He got in his rental car (always the same one, it seemed) and drove out of the lot. North on the freeway, crowded but not impossibly so, people zipping along like starlings, following the flocking rules keep as far apart from the rest as possible and change speeds as little as possible. The best drivers in the world. Past Mission Bay and Mount Soledad on the left, into the region where every off-ramp had been a major feature of his life at one time or another. Off at Gilman, up the tight canyon of apartments hanging over the freeway, past the one where he had once spent a night with a girl, ah, back in the days when such things had happened to him. Down a hill and onto campus.

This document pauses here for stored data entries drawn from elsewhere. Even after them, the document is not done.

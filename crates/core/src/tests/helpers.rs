// Copyright (C) 2026 Fred Clausen
// Use of this source code is governed by an MIT-style
// license that can be found in the LICENSE file or at
// https://opensource.org/licenses/MIT.

use crate::{DeskConfig, DeskSnapshot, NewSeller, SellerDesk, SellerRegistry};
use chrono::{DateTime, TimeZone, Utc};
use cocolu_audit::{Actor, Cause};
use cocolu_domain::{
    BusinessClock, Contact, DaysOff, ScheduleTime, Seller, SellerId, SellerStatus, Specialty,
    WorkSchedule,
};

// 2026-03-02 is a Monday.
pub const MONDAY: (i32, u32, u32) = (2026, 3, 2);
pub const SATURDAY: (i32, u32, u32) = (2026, 3, 7);

pub fn create_test_actor() -> Actor {
    Actor::new(String::from("admin-123"), String::from("admin"))
}

pub fn create_test_cause() -> Cause {
    Cause::new(String::from("req-456"), String::from("Admin request"))
}

/// Business clock fixed to Caracas (UTC-4, no DST).
pub fn create_test_clock() -> BusinessClock {
    BusinessClock::from_name("America/Caracas").unwrap()
}

pub fn create_test_config() -> DeskConfig {
    DeskConfig::new(create_test_clock())
}

/// Instant for a Caracas wall-clock time.
pub fn local_instant(date: (i32, u32, u32), hour: u32, minute: u32) -> DateTime<Utc> {
    create_test_clock()
        .timezone()
        .with_ymd_and_hms(date.0, date.1, date.2, hour, minute, 0)
        .single()
        .unwrap()
        .with_timezone(&Utc)
}

pub fn time(value: &str) -> ScheduleTime {
    ScheduleTime::parse(value).unwrap()
}

/// Monday to Friday, 09:00 to 17:00.
pub fn weekday_schedule() -> WorkSchedule {
    WorkSchedule::uniform(&[1, 2, 3, 4, 5], time("09:00"), time("17:00")).unwrap()
}

/// Every day, all day.
pub fn always_schedule() -> WorkSchedule {
    WorkSchedule::uniform(&[0, 1, 2, 3, 4, 5, 6], time("00:00"), time("24:00")).unwrap()
}

pub fn create_new_seller(name: &str) -> NewSeller {
    NewSeller {
        name: String::from(name),
        ..NewSeller::default()
    }
}

/// An available general seller working weekdays 09:00-17:00 with room for 5.
pub fn create_test_seller(number: u64) -> Seller {
    Seller {
        id: SellerId::from_number(number),
        name: format!("Seller {number}"),
        contact: Contact::default(),
        notes: String::new(),
        specialty: Specialty::general(),
        status: SellerStatus::Available,
        max_clients: 5,
        current_clients: 0,
        rating: 5.0,
        work_schedule: weekday_schedule(),
        days_off: DaysOff::new(),
        registered_seq: number,
    }
}

pub fn create_test_registry(sellers: Vec<Seller>) -> SellerRegistry {
    let mut registry: SellerRegistry = SellerRegistry::default();
    registry.restore_state(crate::RegistrySnapshot {
        next_seller_number: 1,
        sellers,
    });
    registry
}

pub fn create_test_desk(sellers: Vec<Seller>) -> SellerDesk {
    let snapshot: DeskSnapshot = DeskSnapshot {
        sellers,
        ..DeskSnapshot::empty()
    };
    SellerDesk::from_snapshot(create_test_config(), snapshot)
}

/// Seller A: rings, Mondays 09:00-17:00, room for 2.
pub fn create_ring_specialist() -> Seller {
    let mut seller: Seller = create_test_seller(1);
    seller.name = String::from("Ana");
    seller.specialty = Specialty::new("rings");
    seller.max_clients = 2;
    seller.work_schedule = WorkSchedule::uniform(&[1], time("09:00"), time("17:00")).unwrap();
    seller
}

/// Seller B: general, always working, 4 of 5 clients.
pub fn create_busy_generalist() -> Seller {
    let mut seller: Seller = create_test_seller(2);
    seller.name = String::from("Beto");
    seller.max_clients = 5;
    seller.current_clients = 4;
    seller.work_schedule = always_schedule();
    seller
}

UCSD. Home base. The school in the eucalyptus grove. Quick-witted, sophisticated, scarily powerful—even from inside it, Frank remained impressed by the place. Among other things it was a very effective troop of primates, collaborating to further the welfare of its members.
Even after a year in the East Coast’s great hardwood forest, there was something appealing about the campus’s eucalyptus grove—something charming, even soothing. The trees had been planted as a railroad-tie farm, before it was discovered that the wood was unsuitable. Now they formed a kind of mathematically gridded space, within which the architectural mélange of UCSD’s colleges lay scattered, connected by two broad promenades that ran north and south.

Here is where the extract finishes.